Friday, October 16, 2015

Not swinging for the fences



            I’ve missed writing an entry over the past couple of weeks because I’ve been working on a short story for a journal. The deadline for the story was October 15, and I got started on the story a bit late in the game. As such much of the time I would usually dedicate to putting together a blog entry was turned over to developing and refining the short story instead.
            The reason this particular story took on such importance for me is somewhat complicated. I finished a novel this spring and over the summer began figuring out how to get it out into the world. In the process I have come to understand what people mean when they say the work of writing a book is only half finished when the writing is done. After that you have to convince several layers of people that what you have produced is interesting enough and marketable enough for them to dedicate their resources towards publishing it. Not having any immediate contacts, I went about trying to stir something up. I identified over one hundred agents that were open to queries from new authors. I put together the requisite materials to send to them along with a letter that was both professional and inclusive of some individualized details. I mailed out the queries ten at a time and then waited, hoping someone would take a flyer on me.
After going through this cycle a couple of times, I began to feel like I was playing the lottery. There is a big prize out there and to get to it you have to play the game, but the numbers are such that your odds of breaking through are ridiculously small. It’s not a matter of quality. There are many stories out there. Some are great. Some are horrible. Both types get through the process and into publication. But for a person like me without any other contacts, credentials, or previously published work, it’s mostly a matter of dumb luck.
This is a horrible position to be in because you have to keep doing the same thing over and over again with the hope that at some point it will produce different results. This creates a feeling of powerlessness that leads people to consider all kinds of desperate measures: phone calls to agent and publisher offices despite explicit instructions not to call, ambushes on agents at writers’ conferences, repeated spamming of agents and publishers in hopes of getting through. Some agents used to exploit this desperation by charging fees for even reading a query and its associated materials. While this practice has faded, it seems that they can still get away with charging for face time at writers’ conferences (one in my area was advertising fifteen minutes of one-on-one time with an agent for $25).

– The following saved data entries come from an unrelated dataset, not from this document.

//! State change events

use serde::{Deserialize, Serialize};

use crate::model::MessageStatus;

/// Events published by the store after a mutation has been committed
#[derive(Debug, Clone, PartialEq, Serialize, Deserialize)]
#[serde(tag = "type", rename_all = "snake_case")]
pub enum StoreEvent {
    /// Conversation metadata or message list changed
    ConversationChanged { conversation_id: String },

    /// Conversation removed locally
    ConversationDeleted { conversation_id: String },

    /// A reply started streaming into a placeholder message
    StreamStarted {
        conversation_id: String,
        request_id: String,
        message_id: String,
    },

    /// Content appended to a streaming message
    StreamDelta {
        conversation_id: String,
        message_id: String,
        delta: String,
    },

    /// A streaming message reached its final status
    StreamFinished {
        conversation_id: String,
        message_id: String,
        status: MessageStatus,
    },

    /// Project created, edited or removed
    ProjectChanged { project_id: String },

    /// Remote data merged in from another device
    Merged {
        conversations: usize,
        projects: usize,
    },

    /// Connections, selected model, settings or layout changed
    SettingsChanged,
}

impl StoreEvent {
    /// Whether the change touches data shared with sync peers
    pub fn touches_sync_data(&self) -> bool {
        !matches!(self, StoreEvent::SettingsChanged)
    }
}
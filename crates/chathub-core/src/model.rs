//! Entity model: conversations, messages, projects and their settings

use chrono::{DateTime, Duration, Utc};
use serde::{Deserialize, Serialize};

/// Title given to conversations until one is generated or set
pub const DEFAULT_TITLE: &str = "New Conversation";

fn new_id() -> String {
    uuid::Uuid::new_v4().to_string()
}

/// Next value for a monotonic `updated_at`: wall clock, but never behind
/// (or equal to) the previous stamp.
pub(crate) fn next_stamp(previous: DateTime<Utc>) -> DateTime<Utc> {
    let now = Utc::now();
    if now > previous {
        now
    } else {
        previous + Duration::milliseconds(1)
    }
}

/// Author of a message
#[derive(Debug, Clone, Copy, PartialEq, Eq, Serialize, Deserialize)]
#[serde(rename_all = "lowercase")]
pub enum MessageRole {
    User,
    Assistant,
    System,
    Tool,
}

impl MessageRole {
    pub fn as_str(&self) -> &'static str {
        match self {
            MessageRole::User => "user",
            MessageRole::Assistant => "assistant",
            MessageRole::System => "system",
            MessageRole::Tool => "tool",
        }
    }
}

/// Delivery status of a message
#[derive(Debug, Clone, Copy, Default, PartialEq, Eq, Serialize, Deserialize)]
#[serde(rename_all = "lowercase")]
pub enum MessageStatus {
    Draft,
    Queued,
    Sending,
    #[default]
    Sent,
    Failed,
}

/// File attached to a message. Immutable once attached.
#[derive(Debug, Clone, PartialEq, Serialize, Deserialize)]
#[serde(rename_all = "camelCase")]
pub struct Attachment {
    pub id: String,
    pub name: String,
    pub mime_type: String,
    pub data: Vec<u8>,
    pub size: u64,
}

impl Attachment {
    pub fn new(name: impl Into<String>, mime_type: impl Into<String>, data: Vec<u8>) -> Self {
        let size = data.len() as u64;
        Self {
            id: new_id(),
            name: name.into(),
            mime_type: mime_type.into(),
            data,
            size,
        }
    }

    pub fn is_image(&self) -> bool {
        self.mime_type.starts_with("image/")
    }
}

#[derive(Debug, Clone, Copy, PartialEq, Eq, Serialize, Deserialize)]
#[serde(rename_all = "lowercase")]
pub enum ToolCallStatus {
    Pending,
    Running,
    Completed,
    Failed,
}

#[derive(Debug, Clone, PartialEq, Serialize, Deserialize)]
#[serde(rename_all = "camelCase")]
pub struct ToolResult {
    pub success: bool,
    pub data: serde_json::Value,
    #[serde(default, skip_serializing_if = "Option::is_none")]
    pub summary: Option<String>,
}

/// Tool invocation carried on a message. Opaque to the engine.
#[derive(Debug, Clone, PartialEq, Serialize, Deserialize)]
#[serde(rename_all = "camelCase")]
pub struct ToolCall {
    pub id: String,
    pub tool_name: String,
    pub arguments: serde_json::Value,
    pub status: ToolCallStatus,
    #[serde(default, skip_serializing_if = "Option::is_none")]
    pub result: Option<ToolResult>,
    #[serde(default, skip_serializing_if = "Option::is_none")]
    pub error_message: Option<String>,
    #[serde(default, skip_serializing_if = "Option::is_none")]
    pub execution_time_ms: Option<u64>,
}

/// A single chat message
#[derive(Debug, Clone, PartialEq, Serialize, Deserialize)]
#[serde(rename_all = "camelCase")]
pub struct Message {
    pub id: String,
    pub role: MessageRole,
    pub content: String,
    pub timestamp: DateTime<Utc>,
    #[serde(default, skip_serializing_if = "Option::is_none")]
    pub model_name: Option<String>,
    #[serde(default)]
    pub is_error: bool,
    #[serde(default, skip_serializing_if = "Option::is_none")]
    pub token_count: Option<u32>,
    #[serde(default)]
    pub attachments: Vec<Attachment>,
    #[serde(default)]
    pub tool_calls: Vec<ToolCall>,
    #[serde(default)]
    pub status: MessageStatus,
    #[serde(default, skip_serializing_if = "Option::is_none")]
    pub status_message: Option<String>,
}

impl Message {
    fn with_role(role: MessageRole, content: impl Into<String>, status: MessageStatus) -> Self {
        Self {
            id: new_id(),
            role,
            content: content.into(),
            timestamp: Utc::now(),
            model_name: None,
            is_error: false,
            token_count: None,
            attachments: Vec::new(),
            tool_calls: Vec::new(),
            status,
            status_message: None,
        }
    }

    /// A user message that has been handed to the engine
    pub fn user(content: impl Into<String>) -> Self {
        Self::with_role(MessageRole::User, content, MessageStatus::Sent)
    }

    /// A finished assistant message
    pub fn assistant(content: impl Into<String>) -> Self {
        Self::with_role(MessageRole::Assistant, content, MessageStatus::Sent)
    }

    /// An empty assistant message awaiting streamed content
    pub fn placeholder(model_name: impl Into<String>) -> Self {
        let mut message = Self::with_role(MessageRole::Assistant, "", MessageStatus::Sending);
        message.model_name = Some(model_name.into());
        message
    }

    pub fn with_attachments(mut self, attachments: Vec<Attachment>) -> Self {
        self.attachments = attachments;
        self
    }

    /// Whether this is the in-flight assistant reply of its conversation
    pub fn is_pending_reply(&self) -> bool {
        self.role == MessageRole::Assistant && self.status == MessageStatus::Sending
    }
}

/// Sampling parameters sent with each request
#[derive(Debug, Clone, PartialEq, Serialize, Deserialize)]
#[serde(rename_all = "camelCase")]
pub struct ModelParameters {
    pub temperature: f64,
    #[serde(default, skip_serializing_if = "Option::is_none")]
    pub top_k: Option<u32>,
    #[serde(default, skip_serializing_if = "Option::is_none")]
    pub top_p: Option<f64>,
    #[serde(default, skip_serializing_if = "Option::is_none")]
    pub max_tokens: Option<u32>,
}

impl Default for ModelParameters {
    fn default() -> Self {
        Self::balanced()
    }
}

impl ModelParameters {
    pub fn balanced() -> Self {
        Self {
            temperature: 0.7,
            top_k: Some(40),
            top_p: Some(0.9),
            max_tokens: None,
        }
    }

    pub fn creative() -> Self {
        Self {
            temperature: 1.2,
            top_k: Some(80),
            top_p: Some(0.95),
            max_tokens: None,
        }
    }

    pub fn precise() -> Self {
        Self {
            temperature: 0.2,
            top_k: Some(10),
            top_p: Some(0.5),
            max_tokens: None,
        }
    }

    pub fn code() -> Self {
        Self {
            temperature: 0.1,
            top_k: Some(5),
            top_p: Some(0.3),
            max_tokens: None,
        }
    }

    /// Look up a named preset (balanced, creative, precise, code)
    pub fn preset(name: &str) -> Option<Self> {
        match name.to_lowercase().as_str() {
            "balanced" => Some(Self::balanced()),
            "creative" => Some(Self::creative()),
            "precise" => Some(Self::precise()),
            "code" => Some(Self::code()),
            _ => None,
        }
    }
}

/// A titled thread of messages with its own model configuration
#[derive(Debug, Clone, PartialEq, Serialize, Deserialize)]
#[serde(rename_all = "camelCase")]
pub struct Conversation {
    pub id: String,
    pub title: String,
    pub model_name: String,
    pub messages: Vec<Message>,
    pub created_at: DateTime<Utc>,
    /// Bumped on every mutation; the merge key for sync
    pub updated_at: DateTime<Utc>,
    #[serde(default, skip_serializing_if = "Option::is_none")]
    pub system_prompt: Option<String>,
    #[serde(default)]
    pub parameters: ModelParameters,
    #[serde(default, skip_serializing_if = "Option::is_none")]
    pub project_id: Option<String>,
    #[serde(default)]
    pub tool_calling_enabled: bool,
}

impl Conversation {
    pub fn new(model_name: impl Into<String>) -> Self {
        let now = Utc::now();
        Self {
            id: new_id(),
            title: DEFAULT_TITLE.to_string(),
            model_name: model_name.into(),
            messages: Vec::new(),
            created_at: now,
            updated_at: now,
            system_prompt: None,
            parameters: ModelParameters::default(),
            project_id: None,
            tool_calling_enabled: false,
        }
    }

    /// Bump `updated_at` after a mutation
    pub fn touch(&mut self) {
        self.updated_at = next_stamp(self.updated_at);
    }

    pub fn message(&self, id: &str) -> Option<&Message> {
        self.messages.iter().find(|m| m.id == id)
    }

    pub fn message_mut(&mut self, id: &str) -> Option<&mut Message> {
        self.messages.iter_mut().find(|m| m.id == id)
    }

    /// The assistant message currently being generated, if any
    pub fn pending_reply(&self) -> Option<&Message> {
        self.messages.iter().find(|m| m.is_pending_reply())
    }

    /// Finalize messages left in `sending` with no live stream behind them
    /// (e.g. after a restart). Partial content is kept. Returns how many
    /// messages changed.
    pub fn settle_interrupted(&mut self) -> usize {
        let mut settled = 0;
        for message in &mut self.messages {
            if message.status == MessageStatus::Sending {
                message.status = MessageStatus::Sent;
                settled += 1;
            }
        }
        settled
    }
}

/// A workspace grouping conversations under shared instructions
#[derive(Debug, Clone, PartialEq, Serialize, Deserialize)]
#[serde(rename_all = "camelCase")]
pub struct Project {
    pub id: String,
    pub name: String,
    #[serde(default, skip_serializing_if = "Option::is_none")]
    pub description: Option<String>,
    #[serde(default, skip_serializing_if = "Option::is_none")]
    pub system_prompt: Option<String>,
    #[serde(default, skip_serializing_if = "Option::is_none")]
    pub instructions: Option<String>,
    pub color: String,
    pub icon: String,
    pub created_at: DateTime<Utc>,
    pub updated_at: DateTime<Utc>,
    #[serde(default)]
    pub is_pinned: bool,
}

impl Project {
    pub fn new(name: impl Into<String>) -> Self {
        let now = Utc::now();
        Self {
            id: new_id(),
            name: name.into(),
            description: None,
            system_prompt: None,
            instructions: None,
            color: "#6366f1".to_string(),
            icon: "folder".to_string(),
            created_at: now,
            updated_at: now,
            is_pinned: false,
        }
    }

    pub fn touch(&mut self) {
        self.updated_at = next_stamp(self.updated_at);
    }

    /// System prompt for new conversations in this project: the project's
    /// prompt followed by its instructions.
    pub fn combined_system_prompt(&self) -> Option<String> {
        match (&self.system_prompt, &self.instructions) {
            (Some(prompt), Some(instructions)) => {
                Some(format!("{}\n\n## Instructions\n{}", prompt, instructions))
            }
            (Some(prompt), None) => Some(prompt.clone()),
            (None, Some(instructions)) => Some(instructions.clone()),
            (None, None) => None,
        }
    }
}

/// Backend server the client talks to
#[derive(Debug, Clone, PartialEq, Serialize, Deserialize)]
#[serde(rename_all = "camelCase")]
pub struct Connection {
    pub id: String,
    pub name: String,
    pub host: String,
    pub port: u16,
    pub use_https: bool,
    pub is_default: bool,
    pub created_at: DateTime<Utc>,
    #[serde(default, skip_serializing_if = "Option::is_none")]
    pub last_connected_at: Option<DateTime<Utc>>,
}

impl Connection {
    pub fn new(name: impl Into<String>, host: impl Into<String>, port: u16, use_https: bool) -> Self {
        Self {
            id: new_id(),
            name: name.into(),
            host: host.into(),
            port,
            use_https,
            is_default: false,
            created_at: Utc::now(),
            last_connected_at: None,
        }
    }

    pub fn base_url(&self) -> String {
        let scheme = if self.use_https { "https" } else { "http" };
        format!("{}://{}:{}", scheme, self.host, self.port)
    }
}

impl Default for Connection {
    fn default() -> Self {
        Self {
            is_default: true,
            ..Self::new("Local Ollama", "localhost", 11434, false)
        }
    }
}

#[derive(Debug, Clone, Copy, Default, PartialEq, Eq, Serialize, Deserialize)]
#[serde(rename_all = "lowercase")]
pub enum Theme {
    Light,
    Dark,
    #[default]
    System,
}

#[derive(Debug, Clone, PartialEq, Serialize, Deserialize)]
#[serde(rename_all = "camelCase")]
pub struct ToolConfig {
    pub enabled: bool,
    pub max_tool_calls: u32,
}

impl Default for ToolConfig {
    fn default() -> Self {
        Self {
            enabled: true,
            max_tool_calls: 10,
        }
    }
}

/// LAN sync settings
#[derive(Debug, Clone, PartialEq, Serialize, Deserialize)]
#[serde(rename_all = "camelCase")]
pub struct SyncConfig {
    pub enabled: bool,
    pub port: u16,
    #[serde(default, skip_serializing_if = "Option::is_none")]
    pub pin: Option<String>,
}

impl Default for SyncConfig {
    fn default() -> Self {
        Self {
            enabled: false,
            port: 9876,
            pin: None,
        }
    }
}

#[derive(Debug, Clone, Default, PartialEq, Serialize, Deserialize)]
#[serde(rename_all = "camelCase")]
pub struct AppSettings {
    pub theme: Theme,
    #[serde(default, skip_serializing_if = "Option::is_none")]
    pub default_model: Option<String>,
    #[serde(default, skip_serializing_if = "Option::is_none")]
    pub default_connection_id: Option<String>,
    #[serde(default)]
    pub tool_config: ToolConfig,
    #[serde(default)]
    pub developer_mode: bool,
    #[serde(default)]
    pub sync_config: SyncConfig,
}

/// Top-level screen shown by a front end
#[derive(Debug, Clone, Copy, Default, PartialEq, Eq, Serialize, Deserialize)]
#[serde(rename_all = "lowercase")]
pub enum View {
    #[default]
    Chat,
    Settings,
    Projects,
    Project,
    Comparison,
    Models,
}

/// Layout state a front end wants restored across restarts
#[derive(Debug, Clone, PartialEq, Serialize, Deserialize)]
#[serde(rename_all = "camelCase")]
pub struct UiLayout {
    pub current_view: View,
    pub sidebar_open: bool,
    pub sidebar_width: u32,
}

impl Default for UiLayout {
    fn default() -> Self {
        Self {
            current_view: View::Chat,
            sidebar_open: true,
            sidebar_width: 280,
        }
    }
}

In September I began looking for ways to change the balance of power. Agents and publishers need good material from authors. They can’t make money without it. The question is how to become known as someone who is producing good material and thus someone the agents and publishers want to have working with them. The answer, I’ve decided, is to get material out almost anywhere I can and then use those publications to leverage further publications. It’s basically finding the bottom of the writing ladder and methodically working my way up. One could also think of this in baseball terms as going for singles and doubles instead of swinging for the proverbial home run.
What this means practically is that I am backing away from my agent query efforts in favor of two other strategies. The first is to find a smaller regional publisher for the novel I’ve already completed. It isn’t doing me any good sitting around on my computer. Better to get it out and have a few people in my area read it than have it grow stale waiting for a big break. The second strategy is to try to publish short stories in journals of increasing importance. This strategy is a long term effort, but it has the upshot of getting me more practice at creating and crafting stories and regularly engaging in the process of publication. Whether this will ultimately get me where I want to go is uncertain. However, I like the idea of working on something much more than sitting around hoping that someday somebody will stumble upon me.